Ms Ardill: I think another problem
is that if a solicitor spent five years in legal aid work and
then sought to progress their career into a City firm, they may
well find that by that time their skills were too specialised
in the legal aid field and were not considered acceptable to the
City firm, some of whom have very, very high recruitment standards.
Q102 Mrs Cryer: I just wonder, so
far as young people preparing for a career, having trained for
it and having been to university and gone through the Law Society
exams, how would you slot into that the young people who then
opt for going to the Crown Prosecution Servicethe other
sidebecause I do not think it is just about money? I think
for women, going to the CPS is about recognition of problems of
having children: I mean, taking time off to have children, taking
time off when children are young. Do you think that some law firms
might do better recruiting young women were they a little bit
more family friendly?
Ms Ardill: I think that must be
the case. One certainly hears of firms where there is a long-hours
culture where women struggle to maintain their commitments to
their families and where their prospects of partnership are quite
limited because they simply cannot dedicate their entire lives
to their jobs. On the other hand, the impression we have is that
many legal aid firms need their solicitors to work long hours
in order to make ends meet. So in a sense it is a
Q103 Mrs Cryer: It is a balance?
Ms Ardill: It is a balance, yes.
Q104 Dr Whitehead: Can I pursue the
question of debt forgiveness. I assume your vision of debt forgiveness
would be accompanied by some form of golden handcuffs, in as much
as if the debt would be given and then the person to whom the
debt had been forgiven disappeared off after a few months that
would be rather an inefficient system?
Mr Smith: Yes. You could do it
in variety of ways. I thought of a fairly simple system where
if you did five years work in a designated area or for designated
employer a designated amount of your debt was forgiven.

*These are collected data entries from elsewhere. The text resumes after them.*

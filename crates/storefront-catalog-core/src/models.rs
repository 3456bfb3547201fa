//! Core data models shared by ingestion and retrieval.
//!
//! These types represent tenants, the normalized sellable variants produced
//! from a catalog export, and the derived vector records that make them
//! searchable.

use serde::{Deserialize, Serialize};

/// An isolated merchant account. Every catalog row and vector is partitioned
/// by `tenant_id`.
#[derive(Debug, Clone, PartialEq, Serialize)]
pub struct Tenant {
    pub tenant_id: String,
    pub display_name: Option<String>,
    pub tokens_used: i64,
    /// Unix timestamp (seconds).
    pub created_at: i64,
}

/// A single `(name, value)` option of a variant, e.g. `Color = Red`.
#[derive(Debug, Clone, PartialEq, Eq, Serialize, Deserialize)]
pub struct OptionPair {
    pub name: String,
    pub value: String,
}

impl OptionPair {
    pub fn new(name: impl Into<String>, value: impl Into<String>) -> Self {
        Self {
            name: name.into(),
            value: value.into(),
        }
    }
}

/// A normalized sellable unit.
///
/// `(tenant_id, sku)` is unique in the relational store: re-ingesting the
/// same SKU for the same tenant replaces the stored record.
#[derive(Debug, Clone, PartialEq, Serialize)]
pub struct ProductVariant {
    pub tenant_id: String,
    /// Grouping key shared by all variants of one base product.
    pub handle: String,
    pub sku: String,
    pub title: String,
    pub vendor: String,
    pub category: String,
    pub tags: String,
    pub description: String,
    /// Always finite and non-negative.
    pub price: f64,
    pub image_url: Option<String>,
    /// At most three pairs, in column order.
    pub option_pairs: Vec<OptionPair>,
    pub inventory_tracker: Option<String>,
    pub inventory_policy: Option<String>,
}

/// Metadata carried alongside every vector for tenant filtering and
/// re-hydration without a relational join.
#[derive(Debug, Clone, PartialEq, Serialize, Deserialize)]
pub struct VectorMetadata {
    pub tenant_id: String,
    pub sku: String,
    pub handle: String,
    pub title: String,
    pub price: f64,
    pub inventory_policy: Option<String>,
}

/// A derived, rebuildable search record; one per ingested variant.
#[derive(Debug, Clone, PartialEq)]
pub struct VectorRecord {
    /// Deterministic id from `(tenant_id, sku)`; see [`crate::document::vector_id`].
    pub id: String,
    pub embedding: Vec<f32>,
    /// The rendered search document the embedding was computed from.
    pub document: String,
    pub metadata: VectorMetadata,
    /// Embedding model that produced `embedding`.
    pub model: String,
    /// SHA-256 over the document and metadata, used to skip re-embedding.
    pub content_hash: String,
}

/// A nearest-neighbour hit returned by a [`VectorIndex`](crate::store::VectorIndex).
#[derive(Debug, Clone, PartialEq)]
pub struct VectorHit {
    pub id: String,
    /// Cosine similarity in `[-1.0, 1.0]`.
    pub score: f64,
    pub document: String,
    pub metadata: VectorMetadata,
}

/// An enriched product returned to the search caller.
#[derive(Debug, Clone, PartialEq, Serialize)]
pub struct ProductSummary {
    pub title: String,
    pub sku: String,
    pub handle: String,
    pub price: f64,
    pub description_snippet: String,
    pub image_url: Option<String>,
    pub score: f64,
    /// `true` when live relational fields were attached to the hit.
    pub enriched: bool,
}

impl ProductSummary {
    /// One-line human readable rendering, as shown to the chat agent.
    pub fn render_line(&self) -> String {
        format!("- {} (SKU: {}) - ${:.2}", self.title, self.sku, self.price)
    }
}
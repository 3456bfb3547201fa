//! Search documents and vector identities.
//!
//! Every variant is embedded from a single rendered text line that folds in
//! the fields a shopper might describe: title, category, tags, description,
//! options, price, and inventory policy. The vector id is derived from
//! `(tenant_id, sku)` so re-ingesting a SKU overwrites its previous vector.

use sha2::{Digest, Sha256};

use crate::models::{ProductVariant, VectorMetadata};

/// Render the text that is embedded for `variant`.
///
/// ```rust
/// use storefront_catalog_core::document::render_document;
/// # use storefront_catalog_core::models::{OptionPair, ProductVariant};
/// # let variant = ProductVariant {
/// #     tenant_id: "t".into(), handle: "h".into(), sku: "SHRT-M".into(),
/// #     title: "Shirt".into(), vendor: String::new(), category: "Tops".into(),
/// #     tags: "cotton".into(), description: "Soft".into(), price: 19.99,
/// #     image_url: None, option_pairs: vec![OptionPair::new("Size", "M")],
/// #     inventory_tracker: None, inventory_policy: Some("deny".into()),
/// # };
/// assert_eq!(
///     render_document(&variant),
///     "Product: Shirt (SHRT-M). Category: Tops. Tags: cotton. Description: Soft. \
///      Options: Size: M. Price: 19.99. Inventory Policy: deny."
/// );
/// ```
pub fn render_document(variant: &ProductVariant) -> String {
    let options = variant
        .option_pairs
        .iter()
        .map(|o| format!("{}: {}", o.name, o.value))
        .collect::<Vec<_>>()
        .join(", ");

    // `{:?}` keeps the trailing `.0` on whole prices: 20.0, 19.99.
    format!(
        "Product: {} ({}). Category: {}. Tags: {}. Description: {}. Options: {}. Price: {:?}. Inventory Policy: {}.",
        variant.title,
        variant.sku,
        variant.category,
        variant.tags,
        variant.description,
        options,
        variant.price,
        variant.inventory_policy.as_deref().unwrap_or(""),
    )
}

/// Deterministic vector id for a tenant's SKU.
///
/// Hex SHA-256 of `tenant_id`, a NUL byte, and `sku`. The separator keeps
/// `("a_b", "c")` and `("a", "b_c")` apart.
pub fn vector_id(tenant_id: &str, sku: &str) -> String {
    let mut hasher = Sha256::new();
    hasher.update(tenant_id.as_bytes());
    hasher.update([0u8]);
    hasher.update(sku.as_bytes());
    format!("{:x}", hasher.finalize())
}

pub fn vector_metadata(variant: &ProductVariant) -> VectorMetadata {
    VectorMetadata {
        tenant_id: variant.tenant_id.clone(),
        sku: variant.sku.clone(),
        handle: variant.handle.clone(),
        title: variant.title.clone(),
        price: variant.price,
        inventory_policy: variant.inventory_policy.clone(),
    }
}

/// Hash of everything a stored vector record is derived from.
///
/// Two records with equal hashes (and the same embedding model) are
/// interchangeable, so the embedding call can be skipped.
pub fn content_hash(document: &str, metadata: &VectorMetadata) -> String {
    let mut hasher = Sha256::new();
    hasher.update(document.as_bytes());
    hasher.update([0u8]);
    hasher.update(metadata.handle.as_bytes());
    hasher.update([0u8]);
    hasher.update(metadata.title.as_bytes());
    hasher.update([0u8]);
    hasher.update(metadata.price.to_le_bytes());
    hasher.update([0u8]);
    hasher.update(metadata.inventory_policy.as_deref().unwrap_or("").as_bytes());
    format!("{:x}", hasher.finalize())
}

/// A variant rendered for the vector index, before embedding.
#[derive(Debug, Clone)]
pub struct PendingVector {
    pub id: String,
    pub document: String,
    pub metadata: VectorMetadata,
    pub content_hash: String,
}

impl PendingVector {
    pub fn from_variant(variant: &ProductVariant) -> Self {
        let document = render_document(variant);
        let metadata = vector_metadata(variant);
        let content_hash = content_hash(&document, &metadata);
        Self {
            id: vector_id(&variant.tenant_id, &variant.sku),
            document,
            metadata,
            content_hash,
        }
    }
}
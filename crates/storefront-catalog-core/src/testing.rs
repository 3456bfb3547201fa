//! Deterministic providers and failing stores shared by unit tests and,
//! through the `test-util` feature, by dependent crates' integration tests.

use std::collections::HashMap;
use std::sync::atomic::{AtomicUsize, Ordering};

use anyhow::{bail, Result};
use async_trait::async_trait;

use crate::embedding::EmbeddingProvider;
use crate::models::{ProductVariant, Tenant, VectorHit, VectorRecord};
use crate::store::{CatalogStore, CatalogWrite, StoredHash, VectorIndex};
use crate::table::RawTable;

const VOCAB: [&str; 8] = ["red", "blue", "green", "shirt", "hat", "mug", "cotton", "wool"];

/// Bag-of-words embedder over a tiny vocabulary. Counts calls and texts.
#[derive(Default)]
pub struct KeywordEmbedder {
    pub calls: AtomicUsize,
    pub texts: AtomicUsize,
}

impl KeywordEmbedder {
    pub fn texts_embedded(&self) -> usize {
        self.texts.load(Ordering::SeqCst)
    }

    pub fn vector(text: &str) -> Vec<f32> {
        let lower = text.to_lowercase();
        let words: Vec<&str> = lower
            .split(|c: char| !c.is_alphanumeric())
            .filter(|w| !w.is_empty())
            .collect();
        let mut v: Vec<f32> = VOCAB
            .iter()
            .map(|term| words.iter().filter(|w| *w == term).count() as f32)
            .collect();
        v.push(0.1);
        v
    }
}

#[async_trait]
impl EmbeddingProvider for KeywordEmbedder {
    fn model_name(&self) -> &str {
        "keyword-test"
    }

    fn dims(&self) -> usize {
        VOCAB.len() + 1
    }

    async fn embed_texts(&self, texts: &[String]) -> Result<Vec<Vec<f32>>> {
        self.calls.fetch_add(1, Ordering::SeqCst);
        self.texts.fetch_add(texts.len(), Ordering::SeqCst);
        Ok(texts.iter().map(|t| Self::vector(t)).collect())
    }
}

pub struct FailingEmbedder;

#[async_trait]
impl EmbeddingProvider for FailingEmbedder {
    fn model_name(&self) -> &str {
        "keyword-test"
    }

    fn dims(&self) -> usize {
        VOCAB.len() + 1
    }

    async fn embed_texts(&self, _texts: &[String]) -> Result<Vec<Vec<f32>>> {
        bail!("provider returned 503 Service Unavailable")
    }
}

/// Relational store whose every call fails.
pub struct FailingCatalogStore;

#[async_trait]
impl CatalogStore for FailingCatalogStore {
    async fn ensure_tenant(&self, _tenant_id: &str, _display_name: Option<&str>) -> Result<bool> {
        bail!("disk I/O error")
    }

    async fn get_tenant(&self, _tenant_id: &str) -> Result<Option<Tenant>> {
        bail!("disk I/O error")
    }

    async fn list_tenants(&self) -> Result<Vec<Tenant>> {
        bail!("disk I/O error")
    }

    async fn record_token_usage(&self, _tenant_id: &str, _tokens: i64) -> Result<i64> {
        bail!("disk I/O error")
    }

    async fn upsert_catalog(
        &self,
        _tenant_id: &str,
        _display_name: &str,
        _variants: &[ProductVariant],
    ) -> Result<CatalogWrite> {
        bail!("disk I/O error")
    }

    async fn get_variant(&self, _tenant_id: &str, _sku: &str) -> Result<Option<ProductVariant>> {
        bail!("disk I/O error")
    }

    async fn list_variants(&self, _tenant_id: &str) -> Result<Vec<ProductVariant>> {
        bail!("disk I/O error")
    }

    async fn count_variants(&self, _tenant_id: &str) -> Result<i64> {
        bail!("disk I/O error")
    }
}

/// Vector index whose every call fails.
pub struct FailingIndex;

#[async_trait]
impl VectorIndex for FailingIndex {
    async fn upsert(&self, _records: &[VectorRecord]) -> Result<()> {
        bail!("vector database is locked")
    }

    async fn query(
        &self,
        _tenant_id: &str,
        _model: &str,
        _query_vec: &[f32],
        _limit: usize,
    ) -> Result<Vec<VectorHit>> {
        bail!("vector database is locked")
    }

    async fn stored_hashes(
        &self,
        _tenant_id: &str,
        _ids: &[String],
    ) -> Result<HashMap<String, StoredHash>> {
        bail!("vector database is locked")
    }

    async fn replace_tenant(&self, _tenant_id: &str, _records: &[VectorRecord]) -> Result<u64> {
        bail!("vector database is locked")
    }

    async fn count(&self, _tenant_id: &str) -> Result<i64> {
        bail!("vector database is locked")
    }
}

pub fn table(csv: &str) -> RawTable {
    RawTable::from_csv_bytes(csv.as_bytes()).unwrap()
}

/// Two shirt variants sharing one handle; the second row relies on
/// forward-fill for its title.
pub fn shirt_table() -> RawTable {
    table(
        "Handle,Title,Vendor,Option1 Name,Option1 Value,Variant SKU,Variant Price,SEO Description\n\
         shirt,Red Cotton Shirt,Acme,Size,M,SHRT-M,19.99,A red cotton shirt\n\
         shirt,,,Size,L,SHRT-L,21.99,\n",
    )
}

Q105 Dr Whitehead: Then Miss Ardill
has said that once you work in a system for a while your skills
then tend to lock you into the system, rather than
Mr Smith: that is what you would
want.
Q106 Dr Whitehead: So would people
NOT perhaps spot that?
Mr Smith: They might, but you
want to be fairly balanced. You would want to be pretty open-eyed
about it, would you not? What you are talking about is the issue
of getting young people into legal aid. I have no problem with
the notion of there being relatively high benefits to begin with,
but there is no way that legal aid funded at any reasonable level
will give legal aid practitioners the expectations of income you
would get from being one of magic circle firms in the City. So
there has to be a trade off, and the sorts of things you trade
off are early high pay, debt forgiveness, potentially if you are
in the right structures they are family friendly policies, and
it is that kind of package you need to build up.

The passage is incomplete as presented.